L’Algérie à l’ombre des armes

Par Colin Cyvoct · L'ŒIL

Le 18 mai 2012 - 353 mots

Une BD contemporaine comme fil conducteur d’une exposition sur l’Algérie coloniale, et en plus au Musée de l’armée, n’est-ce pas insolite ? Pari réussi ! Cinquante ans après l’indépendance, le temps semble venu de regarder en face le film tourmenté de cent trente-deux années de présence militaire française en Algérie.

Dans sa préface au catalogue, le général Baptiste, directeur du musée, est clair : l’exposition renvoie à une exigence de « modestie, rigueur et honnêteté, ce qui n’exclut pas, bien au contraire, d’être sensible aux souffrances endurées, quelles qu’en soient les victimes ».
Avec l’ambition d’apporter la civilisation et les idéaux des Lumières, une impitoyable conquête militaire débute en 1830. Alexis de Tocqueville, pourtant favorable à la colonisation, n’écrit-il pas en 1847 dans un rapport parlementaire : « Nous avons rendu la société musulmane beaucoup plus misérable, plus désordonnée, plus ignorante et plus barbare qu’elle n’était avant de nous connaître. »

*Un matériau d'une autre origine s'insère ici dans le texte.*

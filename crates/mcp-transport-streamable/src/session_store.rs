//! Session storage: the bound-per-session state the streamable-HTTP router
//! needs beyond the generic [`mcp_session::Session`] — its outbound
//! [`mcp_engine::RequestEngine`], the fan-out transport that feeds the
//! long-lived GET stream(s), and the replay ring buffer for `Last-Event-ID`
//! resumption.
//!
//! Grounded in `turbomcp_transport_streamable::session::{SessionStore,
//! StoredEvent}`, reworked from a bare metadata record into the live,
//! in-process session handle this engine's dispatcher/request-engine pair
//! need, per SPEC_FULL.md §4.7's "SessionStore trait abstracts session
//! persistence" addition.

use std::collections::VecDeque;
use std::sync::Arc;
use std::time::{Duration, Instant};

use dashmap::DashMap;
use mcp_engine::RequestEngine;
use mcp_session::{Session, SessionId};
use mcp_transport::{Transport, TransportError, TransportMessage, TransportResult, TransportState, TransportType};
use tokio::sync::{mpsc, RwLock};

use crate::config::ReplayWindow;
use crate::sse::SseEvent;

/// One event recorded for replay, keyed by the monotonic id assigned at
/// send time.
#[derive(Debug, Clone)]
pub struct StoredEvent {
    pub id: String,
    pub data: String,
    pub recorded_at: Instant,
}

/// A bounded, insertion-ordered buffer of recently sent events, pruned by
/// count and age per [`ReplayWindow`].
pub struct ReplayBuffer {
    window: ReplayWindow,
    events: VecDeque<StoredEvent>,
    next_id: u64,
}

impl ReplayBuffer {
    pub fn new(window: ReplayWindow) -> Self {
        Self {
            window,
            events: VecDeque::new(),
            next_id: 0,
        }
    }

    /// Record `data` under a freshly minted event id, pruning anything past
    /// the window's count/age limits, and return the id assigned.
    pub fn push(&mut self, data: String) -> String {
        let id = self.next_id.to_string();
        self.next_id += 1;
        self.events.push_back(StoredEvent {
            id: id.clone(),
            data,
            recorded_at: Instant::now(),
        });
        self.prune();
        id
    }

    fn prune(&mut self) {
        while self.events.len() > self.window.max_events {
            self.events.pop_front();
        }
        let max_age = self.window.max_age;
        while self
            .events
            .front()
            .is_some_and(|e| e.recorded_at.elapsed() > max_age)
        {
            self.events.pop_front();
        }
    }

    /// Events recorded strictly after `last_event_id`, in order. Returns an
    /// empty vec if `last_event_id` has already aged out of the buffer —
    /// at-most-once delivery, per spec.md §4.7's "MAY drop events older
    /// than its buffer".
    pub fn replay_after(&self, last_event_id: &str) -> Vec<StoredEvent> {
        let Some(pos) = self.events.iter().position(|e| e.id == last_event_id) else {
            return Vec::new();
        };
        self.events.iter().skip(pos + 1).cloned().collect()
    }
}

/// The `Transport` the request engine writes through for server-initiated
/// traffic on one streamable-HTTP session: every `send` is recorded into the
/// replay buffer and fanned out to every currently open GET stream.
pub struct SseTransport {
    replay: RwLock<ReplayBuffer>,
    subscribers: DashMap<u64, mpsc::UnboundedSender<SseEvent>>,
    next_subscriber_id: std::sync::atomic::AtomicU64,
}

impl SseTransport {
    pub fn new(window: ReplayWindow) -> Self {
        Self {
            replay: RwLock::new(ReplayBuffer::new(window)),
            subscribers: DashMap::new(),
            next_subscriber_id: std::sync::atomic::AtomicU64::new(0),
        }
    }

    /// Register a new GET stream, returning its subscriber id (for later
    /// unregistration) and a receiver of live events. Replay of buffered
    /// history is the caller's job (via [`Self::replay_after`]) since it
    /// must happen before any live event can race ahead of it.
    pub async fn subscribe(&self) -> (u64, mpsc::UnboundedReceiver<SseEvent>) {
        let id = self.next_subscriber_id.fetch_add(1, std::sync::atomic::Ordering::Relaxed);
        let (tx, rx) = mpsc::unbounded_channel();
        self.subscribers.insert(id, tx);
        (id, rx)
    }

    pub fn unsubscribe(&self, id: u64) {
        self.subscribers.remove(&id);
    }

    pub async fn replay_after(&self, last_event_id: &str) -> Vec<StoredEvent> {
        self.replay.read().await.replay_after(last_event_id)
    }
}

#[async_trait::async_trait]
impl Transport for SseTransport {
    fn transport_type(&self) -> TransportType {
        TransportType::StreamableHttp
    }

    async fn state(&self) -> TransportState {
        TransportState::Connected
    }

    async fn connect(&self) -> TransportResult<()> {
        Ok(())
    }

    async fn disconnect(&self) -> TransportResult<()> {
        self.subscribers.clear();
        Ok(())
    }

    async fn send(&self, message: TransportMessage) -> TransportResult<()> {
        let data = String::from_utf8(message.payload.to_vec())
            .map_err(|e| TransportError::SendFailed(e.to_string()))?;
        let id = self.replay.write().await.push(data.clone());
        let event = SseEvent::message(data).with_id(id).with_event("message");
        self.subscribers.retain(|_, tx| tx.send(event.clone()).is_ok());
        Ok(())
    }

    async fn receive(&self) -> TransportResult<Option<TransportMessage>> {
        // Inbound bytes for this transport arrive via the POST handler
        // calling the dispatcher directly, not through this trait method.
        Ok(None)
    }
}

impl std::fmt::Debug for SseTransport {
    fn fmt(&self, f: &mut std::fmt::Formatter<'_>) -> std::fmt::Result {
        f.debug_struct("SseTransport")
            .field("subscribers", &self.subscribers.len())
            .finish()
    }
}

/// Everything the router needs for one live `Mcp-Session-Id`.
pub struct HttpSession {
    pub session: Arc<Session>,
    pub engine: Arc<RequestEngine>,
    pub transport: Arc<SseTransport>,
}

impl HttpSession {
    pub fn new(session_id: SessionId, config: &crate::config::StreamableHttpConfig, engine_config: mcp_engine::EngineConfig) -> Self {
        let transport = Arc::new(SseTransport::new(config.replay_window));
        let (session, engine) = RequestEngine::new(session_id, Arc::clone(&transport) as Arc<dyn Transport>, engine_config);
        Self {
            session,
            engine: Arc::new(engine),
            transport,
        }
    }
}

/// Pluggable session persistence. The default in-memory store is all this
/// crate implements; swapping in a durable backend is the extension point
/// SPEC_FULL.md §4.7 calls out, not a Non-goal this engine itself delivers.
pub trait SessionStore: Send + Sync {
    fn insert(&self, id: SessionId, session: Arc<HttpSession>);
    fn get(&self, id: &SessionId) -> Option<Arc<HttpSession>>;
    fn remove(&self, id: &SessionId) -> Option<Arc<HttpSession>>;
}

/// The default, process-local session store.
#[derive(Default)]
pub struct InMemorySessionStore {
    sessions: DashMap<SessionId, Arc<HttpSession>>,
}

impl InMemorySessionStore {
    pub fn new() -> Self {
        Self::default()
    }
}

impl SessionStore for InMemorySessionStore {
    fn insert(&self, id: SessionId, session: Arc<HttpSession>) {
        self.sessions.insert(id, session);
    }

    fn get(&self, id: &SessionId) -> Option<Arc<HttpSession>> {
        self.sessions.get(id).map(|e| Arc::clone(e.value()))
    }

    fn remove(&self, id: &SessionId) -> Option<Arc<HttpSession>> {
        self.sessions.remove(id).map(|(_, v)| v)
    }
}

#[cfg(test)]
mod tests {
    use super::*;

    #[test]
    fn replay_buffer_returns_events_after_given_id() {
        let mut buf = ReplayBuffer::new(ReplayWindow { max_events: 10, max_age: Duration::from_secs(60) });
        let a = buf.push("a".into());
        let _b = buf.push("b".into());
        let _c = buf.push("c".into());

        let replayed = buf.replay_after(&a);
        assert_eq!(replayed.len(), 2);
        assert_eq!(replayed[0].data, "b");
        assert_eq!(replayed[1].data, "c");
    }

    #[test]
    fn replay_buffer_prunes_beyond_max_events() {
        let mut buf = ReplayBuffer::new(ReplayWindow { max_events: 2, max_age: Duration::from_secs(60) });
        buf.push("a".into());
        buf.push("b".into());
        buf.push("c".into());
        assert_eq!(buf.events.len(), 2);
        assert_eq!(buf.events.front().unwrap().data, "b");
    }

    #[test]
    fn replay_after_unknown_id_returns_empty() {
        let mut buf = ReplayBuffer::new(ReplayWindow::default());
        buf.push("a".into());
        assert!(buf.replay_after("does-not-exist").is_empty());
    }

    #[tokio::test]
    async fn in_memory_store_round_trips() {
        let store = InMemorySessionStore::new();
        let id = SessionId::new();
        let http_session = Arc::new(HttpSession::new(
            id.clone(),
            &crate::config::StreamableHttpConfig::default(),
            mcp_engine::EngineConfig::default(),
        ));
        store.insert(id.clone(), Arc::clone(&http_session));
        assert!(store.get(&id).is_some());
        assert!(store.remove(&id).is_some());
        assert!(store.get(&id).is_none());
    }

    #[tokio::test]
    async fn sse_transport_send_fans_out_to_subscribers() {
        let transport = SseTransport::new(ReplayWindow::default());
        let (_id, mut rx) = transport.subscribe().await;
        transport.send(TransportMessage::new(b"hello".to_vec())).await.unwrap();
        let event = rx.recv().await.unwrap();
        assert_eq!(event.data, "hello");
    }
}
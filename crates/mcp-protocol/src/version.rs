//! Protocol version negotiation.
//!
//! MCP versions this engine understands, in ascending order. Each newer
//! version strictly extends the feature set of the one before it.

use serde::{Deserialize, Serialize};
use std::fmt;

/// A protocol version tag understood by this engine.
///
/// The normative set is exactly these three strings; any other value
/// (e.g. a draft tag like `2024-05-11`) is rejected during negotiation
/// rather than guessed at.
#[derive(Debug, Clone, Copy, PartialEq, Eq, PartialOrd, Ord, Hash)]
pub struct ProtocolVersion(Version);

#[derive(Debug, Clone, Copy, PartialEq, Eq, PartialOrd, Ord, Hash)]
enum Version {
    V2024_11_05,
    V2025_03_26,
    V2025_06_18,
}

/// The full ordered list of versions this engine negotiates, oldest first.
pub const SUPPORTED_VERSIONS: [ProtocolVersion; 3] = [
    ProtocolVersion(Version::V2024_11_05),
    ProtocolVersion(Version::V2025_03_26),
    ProtocolVersion(Version::V2025_06_18),
];

/// A feature gated by protocol version.
#[derive(Debug, Clone, Copy, PartialEq, Eq, Hash)]
pub enum Feature {
    /// JSON-RPC batching (array of requests/notifications in one payload).
    Batch,
    /// Tool annotations (`readOnlyHint`, `destructiveHint`, etc).
    ToolAnnotations,
    /// Audio content blocks.
    AudioContent,
    /// Elicitation (`elicitation/create`).
    Elicitation,
    /// Structured tool output (`structuredContent` on `CallToolResult`).
    StructuredToolOutput,
}

impl ProtocolVersion {
    /// Parse a version string, rejecting anything outside the normative set.
    pub fn parse(s: &str) -> Option<Self> {
        match s {
            "2024-11-05" => Some(Self(Version::V2024_11_05)),
            "2025-03-26" => Some(Self(Version::V2025_03_26)),
            "2025-06-18" => Some(Self(Version::V2025_06_18)),
            _ => None,
        }
    }

    /// The wire representation of this version.
    pub fn as_str(self) -> &'static str {
        match self.0 {
            Version::V2024_11_05 => "2024-11-05",
            Version::V2025_03_26 => "2025-03-26",
            Version::V2025_06_18 => "2025-06-18",
        }
    }

    /// Whether this version advertises `feature`.
    pub fn supports(self, feature: Feature) -> bool {
        match feature {
            Feature::Batch | Feature::ToolAnnotations => self.0 >= Version::V2025_03_26,
            Feature::AudioContent
            | Feature::Elicitation
            | Feature::StructuredToolOutput => self.0 >= Version::V2025_06_18,
        }
    }

    /// Negotiate the highest version both peers understand.
    ///
    /// Returns `None` if the two sets share no common version, which is a
    /// fatal handshake error per the protocol invariants.
    pub fn negotiate(requested: &str, supported: &[ProtocolVersion]) -> Option<Self> {
        let requested = Self::parse(requested)?;
        supported
            .iter()
            .copied()
            .filter(|v| *v <= requested)
            .max()
            .or_else(|| supported.iter().copied().min().filter(|_| false))
    }
}

impl fmt::Display for ProtocolVersion {
    fn fmt(&self, f: &mut fmt::Formatter<'_>) -> fmt::Result {
        write!(f, "{}", self.as_str())
    }
}

impl Serialize for ProtocolVersion {
    fn serialize<S>(&self, s: S) -> Result<S::Ok, S::Error>
    where
        S: serde::Serializer,
    {
        s.serialize_str(self.as_str())
    }
}

impl<'de> Deserialize<'de> for ProtocolVersion {
    fn deserialize<D>(d: D) -> Result<Self, D::Error>
    where
        D: serde::Deserializer<'de>,
    {
        let s = String::deserialize(d)?;
        Self::parse(&s).ok_or_else(|| serde::de::Error::custom(format!("unsupported protocol version: {s}")))
    }
}

#[cfg(test)]
mod tests {
    use super::*;

    #[test]
    fn parses_normative_versions() {
        assert!(ProtocolVersion::parse("2024-11-05").is_some());
        assert!(ProtocolVersion::parse("2025-03-26").is_some());
        assert!(ProtocolVersion::parse("2025-06-18").is_some());
    }

    #[test]
    fn rejects_draft_versions() {
        assert!(ProtocolVersion::parse("2024-05-11").is_none());
        assert!(ProtocolVersion::parse("2025-11-25").is_none());
        assert!(ProtocolVersion::parse("garbage").is_none());
    }

    #[test]
    fn negotiates_highest_common() {
        let v = ProtocolVersion::negotiate("2025-06-18", &SUPPORTED_VERSIONS).unwrap();
        assert_eq!(v.as_str(), "2025-06-18");
    }

    #[test]
    fn negotiates_down_to_requested_when_older() {
        let v = ProtocolVersion::negotiate("2024-11-05", &SUPPORTED_VERSIONS).unwrap();
        assert_eq!(v.as_str(), "2024-11-05");
    }

    #[test]
    fn rejects_unknown_requested_version() {
        assert!(ProtocolVersion::negotiate("2024-05-11", &SUPPORTED_VERSIONS).is_none());
    }

    #[test]
    fn feature_gating_is_monotonic() {
        let old = ProtocolVersion::parse("2024-11-05").unwrap();
        let mid = ProtocolVersion::parse("2025-03-26").unwrap();
        let new = ProtocolVersion::parse("2025-06-18").unwrap();

        assert!(!old.supports(Feature::Batch));
        assert!(mid.supports(Feature::Batch));
        assert!(new.supports(Feature::Batch));

        assert!(!mid.supports(Feature::Elicitation));
        assert!(new.supports(Feature::Elicitation));
    }

    #[test]
    fn serde_round_trip() {
        let v = ProtocolVersion::parse("2025-06-18").unwrap();
        let json = serde_json::to_string(&v).unwrap();
        assert_eq!(json, "\"2025-06-18\"");
    }
}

Des armes, des uniformes, des drapeaux, d’impressionnants tableaux d’histoire (Théodore Chassériau, Cavaliers arabes emportant leurs morts, après une affaire contre les spahis, 1852) et de nombreuses photos et films illustrent cent trente-deux ans de colonisation et de décolonisation. L’exposition a le courage de montrer l’extrême violence de la conquête et de la guerre d’Algérie, sans évacuer la complexité de l’histoire militaire : la plupart des premiers cadres du FLN et de l’Armée de libération nationale étaient des soldats ou des sous-officiers expérimentés de l’armée française. Ayant débarqué aux côtés des alliés en Italie puis sur les plages de Provence en août 1944, ils participèrent souvent en première ligne aux durs combats contre l’armée nazie.

Autre regard, très personnel, les bandes dessinées de Jacques Ferrandez apportent un éclairage dynamique, intelligent et sensible sur cette longue histoire commune entre l’Algérie et la France. Commencée en 1987, les dix tomes des Carnets d’Orient (éditions Casterman) retracent la vie d’une famille pied-noir en Algérie, de 1836 à 1962. Bien documenté, lucide sans être cynique, Ferrandez évite l’écueil redoutable des simplifications extrêmes. Chapeau ! Ses albums sont également diffusés en Algérie.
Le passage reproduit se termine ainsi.